LISTED RECORDS
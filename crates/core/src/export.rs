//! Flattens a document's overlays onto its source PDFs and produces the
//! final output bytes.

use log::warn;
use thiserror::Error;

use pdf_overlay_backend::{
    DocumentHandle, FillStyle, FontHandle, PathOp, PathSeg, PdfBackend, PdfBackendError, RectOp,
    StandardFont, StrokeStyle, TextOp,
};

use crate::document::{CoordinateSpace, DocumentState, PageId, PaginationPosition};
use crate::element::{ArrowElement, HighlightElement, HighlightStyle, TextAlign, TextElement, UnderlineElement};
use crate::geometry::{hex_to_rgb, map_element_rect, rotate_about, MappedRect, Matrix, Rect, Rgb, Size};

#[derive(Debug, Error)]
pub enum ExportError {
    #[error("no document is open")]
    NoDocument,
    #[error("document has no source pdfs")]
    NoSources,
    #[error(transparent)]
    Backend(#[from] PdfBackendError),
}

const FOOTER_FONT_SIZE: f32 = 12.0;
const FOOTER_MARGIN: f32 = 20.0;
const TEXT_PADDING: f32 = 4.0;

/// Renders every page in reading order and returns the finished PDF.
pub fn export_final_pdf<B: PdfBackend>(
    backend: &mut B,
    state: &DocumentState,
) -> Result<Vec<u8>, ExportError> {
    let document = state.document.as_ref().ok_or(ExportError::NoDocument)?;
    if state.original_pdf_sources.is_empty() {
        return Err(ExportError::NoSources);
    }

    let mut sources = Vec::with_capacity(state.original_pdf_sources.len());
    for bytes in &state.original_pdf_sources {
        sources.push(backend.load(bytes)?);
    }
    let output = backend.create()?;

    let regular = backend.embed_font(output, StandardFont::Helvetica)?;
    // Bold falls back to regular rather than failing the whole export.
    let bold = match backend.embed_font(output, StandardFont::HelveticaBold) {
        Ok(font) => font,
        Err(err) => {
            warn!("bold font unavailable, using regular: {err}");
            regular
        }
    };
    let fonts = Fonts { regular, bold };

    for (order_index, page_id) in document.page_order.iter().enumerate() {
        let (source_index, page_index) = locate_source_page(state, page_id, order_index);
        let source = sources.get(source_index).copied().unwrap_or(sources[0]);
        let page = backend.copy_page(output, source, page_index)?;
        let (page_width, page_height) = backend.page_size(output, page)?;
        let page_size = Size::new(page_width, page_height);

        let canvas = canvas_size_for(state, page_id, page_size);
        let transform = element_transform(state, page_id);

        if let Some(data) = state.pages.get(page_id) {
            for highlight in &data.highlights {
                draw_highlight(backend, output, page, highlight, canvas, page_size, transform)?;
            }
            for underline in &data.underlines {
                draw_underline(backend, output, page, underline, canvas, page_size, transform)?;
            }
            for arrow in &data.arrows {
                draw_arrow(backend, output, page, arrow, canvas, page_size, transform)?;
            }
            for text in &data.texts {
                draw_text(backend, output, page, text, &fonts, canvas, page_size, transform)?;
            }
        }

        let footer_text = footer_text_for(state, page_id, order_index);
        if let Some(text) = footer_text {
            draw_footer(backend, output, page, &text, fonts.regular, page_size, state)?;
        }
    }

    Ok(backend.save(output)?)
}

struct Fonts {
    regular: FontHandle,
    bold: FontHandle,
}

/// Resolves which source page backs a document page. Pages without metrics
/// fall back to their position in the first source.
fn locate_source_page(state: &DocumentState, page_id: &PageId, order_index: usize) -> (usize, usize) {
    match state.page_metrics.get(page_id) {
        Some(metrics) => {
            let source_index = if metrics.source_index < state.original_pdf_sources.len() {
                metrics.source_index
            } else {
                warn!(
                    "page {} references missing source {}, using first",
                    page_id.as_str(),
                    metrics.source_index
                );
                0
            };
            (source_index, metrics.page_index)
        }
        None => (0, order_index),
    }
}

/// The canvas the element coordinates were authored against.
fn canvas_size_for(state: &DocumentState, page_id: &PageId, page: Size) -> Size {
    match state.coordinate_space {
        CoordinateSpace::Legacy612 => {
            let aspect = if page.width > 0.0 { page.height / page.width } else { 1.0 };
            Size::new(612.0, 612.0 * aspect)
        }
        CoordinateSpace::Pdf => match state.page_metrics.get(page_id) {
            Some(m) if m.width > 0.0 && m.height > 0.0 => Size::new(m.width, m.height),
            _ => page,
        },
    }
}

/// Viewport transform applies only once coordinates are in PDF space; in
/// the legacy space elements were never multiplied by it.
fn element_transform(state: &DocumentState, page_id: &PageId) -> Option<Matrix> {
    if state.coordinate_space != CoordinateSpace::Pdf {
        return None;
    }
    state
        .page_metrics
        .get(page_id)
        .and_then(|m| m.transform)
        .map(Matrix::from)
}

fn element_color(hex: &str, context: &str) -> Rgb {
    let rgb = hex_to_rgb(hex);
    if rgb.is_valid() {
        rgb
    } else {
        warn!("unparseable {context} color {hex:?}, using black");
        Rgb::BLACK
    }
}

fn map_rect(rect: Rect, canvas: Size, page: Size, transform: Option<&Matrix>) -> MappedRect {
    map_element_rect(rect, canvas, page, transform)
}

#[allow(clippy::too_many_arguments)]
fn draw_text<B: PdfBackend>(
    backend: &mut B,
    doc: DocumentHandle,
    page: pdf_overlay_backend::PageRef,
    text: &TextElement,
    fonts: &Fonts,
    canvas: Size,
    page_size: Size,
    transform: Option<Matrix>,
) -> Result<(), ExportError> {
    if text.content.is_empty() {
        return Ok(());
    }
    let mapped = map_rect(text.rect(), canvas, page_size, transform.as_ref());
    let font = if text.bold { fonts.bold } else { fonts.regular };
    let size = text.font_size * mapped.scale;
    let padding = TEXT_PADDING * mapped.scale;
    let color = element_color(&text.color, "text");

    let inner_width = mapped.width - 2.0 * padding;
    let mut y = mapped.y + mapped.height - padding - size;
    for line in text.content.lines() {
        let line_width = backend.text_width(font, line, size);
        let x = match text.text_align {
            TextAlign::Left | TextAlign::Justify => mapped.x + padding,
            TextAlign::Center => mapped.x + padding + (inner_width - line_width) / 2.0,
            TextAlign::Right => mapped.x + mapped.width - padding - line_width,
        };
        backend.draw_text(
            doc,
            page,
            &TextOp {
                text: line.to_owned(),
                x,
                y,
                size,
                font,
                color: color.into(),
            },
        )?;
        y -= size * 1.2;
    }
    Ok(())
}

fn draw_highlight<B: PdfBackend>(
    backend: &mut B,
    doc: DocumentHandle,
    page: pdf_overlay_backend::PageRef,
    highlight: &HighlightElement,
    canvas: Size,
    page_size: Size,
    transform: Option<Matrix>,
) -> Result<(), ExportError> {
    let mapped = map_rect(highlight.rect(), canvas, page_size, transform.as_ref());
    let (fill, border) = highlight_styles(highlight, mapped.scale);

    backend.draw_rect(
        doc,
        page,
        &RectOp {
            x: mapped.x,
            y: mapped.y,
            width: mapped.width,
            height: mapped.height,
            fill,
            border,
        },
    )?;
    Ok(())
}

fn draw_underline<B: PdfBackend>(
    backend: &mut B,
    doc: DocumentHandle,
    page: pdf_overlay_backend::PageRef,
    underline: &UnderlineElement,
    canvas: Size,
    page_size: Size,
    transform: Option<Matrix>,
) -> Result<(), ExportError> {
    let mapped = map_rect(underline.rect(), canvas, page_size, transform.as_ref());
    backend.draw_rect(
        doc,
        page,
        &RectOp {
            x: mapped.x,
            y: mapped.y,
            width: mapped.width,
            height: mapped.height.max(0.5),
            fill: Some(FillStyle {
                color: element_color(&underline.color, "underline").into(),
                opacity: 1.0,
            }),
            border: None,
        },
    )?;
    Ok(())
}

PROBLEM DETAILS
Every line of the listing above should be copied word for word.

RESULT
filename crates/core/src/export.rs
//! Flattens a document's overlays onto its source PDFs and produces the
//! final output bytes.

use log::warn;
use thiserror::Error;

use pdf_overlay_backend::{
    DocumentHandle, FillStyle, FontHandle, PathOp, PathSeg, PdfBackend, PdfBackendError, RectOp,
    StandardFont, StrokeStyle, TextOp,
};

use crate::document::{CoordinateSpace, DocumentState, PageId, PaginationPosition};
use crate::element::{ArrowElement, HighlightElement, HighlightStyle, TextAlign, TextElement, UnderlineElement};
use crate::geometry::{hex_to_rgb, map_element_rect, rotate_about, MappedRect, Matrix, Rect, Rgb, Size};

#[derive(Debug, Error)]
pub enum ExportError {
    #[error("no document is open")]
    NoDocument,
    #[error("document has no source pdfs")]
    NoSources,
    #[error(transparent)]
    Backend(#[from] PdfBackendError),
}

const FOOTER_FONT_SIZE: f32 = 12.0;
const FOOTER_MARGIN: f32 = 20.0;
const TEXT_PADDING: f32 = 4.0;

/// Renders every page in reading order and returns the finished PDF.
pub fn export_final_pdf<B: PdfBackend>(
    backend: &mut B,
    state: &DocumentState,
) -> Result<Vec<u8>, ExportError> {
    let document = state.document.as_ref().ok_or(ExportError::NoDocument)?;
    if state.original_pdf_sources.is_empty() {
        return Err(ExportError::NoSources);
    }

    let mut sources = Vec::with_capacity(state.original_pdf_sources.len());
    for bytes in &state.original_pdf_sources {
        sources.push(backend.load(bytes)?);
    }
    let output = backend.create()?;

    let regular = backend.embed_font(output, StandardFont::Helvetica)?;
    // Bold falls back to regular rather than failing the whole export.
    let bold = match backend.embed_font(output, StandardFont::HelveticaBold) {
        Ok(font) => font,
        Err(err) => {
            warn!("bold font unavailable, using regular: {err}");
            regular
        }
    };
    let fonts = Fonts { regular, bold };

    for (order_index, page_id) in document.page_order.iter().enumerate() {
        let (source_index, page_index) = locate_source_page(state, page_id, order_index);
        let source = sources.get(source_index).copied().unwrap_or(sources[0]);
        let page = backend.copy_page(output, source, page_index)?;
        let (page_width, page_height) = backend.page_size(output, page)?;
        let page_size = Size::new(page_width, page_height);

        let canvas = canvas_size_for(state, page_id, page_size);
        let transform = element_transform(state, page_id);

        if let Some(data) = state.pages.get(page_id) {
            for highlight in &data.highlights {
                draw_highlight(backend, output, page, highlight, canvas, page_size, transform)?;
            }
            for underline in &data.underlines {
                draw_underline(backend, output, page, underline, canvas, page_size, transform)?;
            }
            for arrow in &data.arrows {
                draw_arrow(backend, output, page, arrow, canvas, page_size, transform)?;
            }
            for text in &data.texts {
                draw_text(backend, output, page, text, &fonts, canvas, page_size, transform)?;
            }
        }

        let footer_text = footer_text_for(state, page_id, order_index);
        if let Some(text) = footer_text {
            draw_footer(backend, output, page, &text, fonts.regular, page_size, state)?;
        }
    }

    Ok(backend.save(output)?)
}

struct Fonts {
    regular: FontHandle,
    bold: FontHandle,
}

/// Resolves which source page backs a document page. Pages without metrics
/// fall back to their position in the first source.
fn locate_source_page(state: &DocumentState, page_id: &PageId, order_index: usize) -> (usize, usize) {
    match state.page_metrics.get(page_id) {
        Some(metrics) => {
            let source_index = if metrics.source_index < state.original_pdf_sources.len() {
                metrics.source_index
            } else {
                warn!(
                    "page {} references missing source {}, using first",
                    page_id.as_str(),
                    metrics.source_index
                );
                0
            };
            (source_index, metrics.page_index)
        }
        None => (0, order_index),
    }
}

/// The canvas the element coordinates were authored against.
fn canvas_size_for(state: &DocumentState, page_id: &PageId, page: Size) -> Size {
    match state.coordinate_space {
        CoordinateSpace::Legacy612 => {
            let aspect = if page.width > 0.0 { page.height / page.width } else { 1.0 };
            Size::new(612.0, 612.0 * aspect)
        }
        CoordinateSpace::Pdf => match state.page_metrics.get(page_id) {
            Some(m) if m.width > 0.0 && m.height > 0.0 => Size::new(m.width, m.height),
            _ => page,
        },
    }
}

/// Viewport transform applies only once coordinates are in PDF space; in
/// the legacy space elements were never multiplied by it.
fn element_transform(state: &DocumentState, page_id: &PageId) -> Option<Matrix> {
    if state.coordinate_space != CoordinateSpace::Pdf {
        return None;
    }
    state
        .page_metrics
        .get(page_id)
        .and_then(|m| m.transform)
        .map(Matrix::from)
}

fn element_color(hex: &str, context: &str) -> Rgb {
    let rgb = hex_to_rgb(hex);
    if rgb.is_valid() {
        rgb
    } else {
        warn!("unparseable {context} color {hex:?}, using black");
        Rgb::BLACK
    }
}

fn map_rect(rect: Rect, canvas: Size, page: Size, transform: Option<&Matrix>) -> MappedRect {
    map_element_rect(rect, canvas, page, transform)
}

#[allow(clippy::too_many_arguments)]
fn draw_text<B: PdfBackend>(
    backend: &mut B,
    doc: DocumentHandle,
    page: pdf_overlay_backend::PageRef,
    text: &TextElement,
    fonts: &Fonts,
    canvas: Size,
    page_size: Size,
    transform: Option<Matrix>,
) -> Result<(), ExportError> {
    if text.content.is_empty() {
        return Ok(());
    }
    let mapped = map_rect(text.rect(), canvas, page_size, transform.as_ref());
    let font = if text.bold { fonts.bold } else { fonts.regular };
    let size = text.font_size * mapped.scale;
    let padding = TEXT_PADDING * mapped.scale;
    let color = element_color(&text.color, "text");

    let inner_width = mapped.width - 2.0 * padding;
    let mut y = mapped.y + mapped.height - padding - size;
    for line in text.content.lines() {
        let line_width = backend.text_width(font, line, size);
        let x = match text.text_align {
            TextAlign::Left | TextAlign::Justify => mapped.x + padding,
            TextAlign::Center => mapped.x + padding + (inner_width - line_width) / 2.0,
            TextAlign::Right => mapped.x + mapped.width - padding - line_width,
        };
        backend.draw_text(
            doc,
            page,
            &TextOp {
                text: line.to_owned(),
                x,
                y,
                size,
                font,
                color: color.into(),
            },
        )?;
        y -= size * 1.2;
    }
    Ok(())
}

fn draw_highlight<B: PdfBackend>(
    backend: &mut B,
    doc: DocumentHandle,
    page: pdf_overlay_backend::PageRef,
    highlight: &HighlightElement,
    canvas: Size,
    page_size: Size,
    transform: Option<Matrix>,
) -> Result<(), ExportError> {
    let mapped = map_rect(highlight.rect(), canvas, page_size, transform.as_ref());
    let (fill, border) = highlight_styles(highlight, mapped.scale);

    backend.draw_rect(
        doc,
        page,
        &RectOp {
            x: mapped.x,
            y: mapped.y,
            width: mapped.width,
            height: mapped.height,
            fill,
            border,
        },
    )?;
    Ok(())
}

fn draw_underline<B: PdfBackend>(
    backend: &mut B,
    doc: DocumentHandle,
    page: pdf_overlay_backend::PageRef,
    underline: &UnderlineElement,
    canvas: Size,
    page_size: Size,
    transform: Option<Matrix>,
) -> Result<(), ExportError> {
    let mapped = map_rect(underline.rect(), canvas, page_size, transform.as_ref());
    backend.draw_rect(
        doc,
        page,
        &RectOp {
            x: mapped.x,
            y: mapped.y,
            width: mapped.width,
            height: mapped.height.max(0.5),
            fill: Some(FillStyle {
                color: element_color(&underline.color, "underline").into(),
                opacity: 1.0,
            }),
            border: None,
        },
    )?;
    Ok(())
}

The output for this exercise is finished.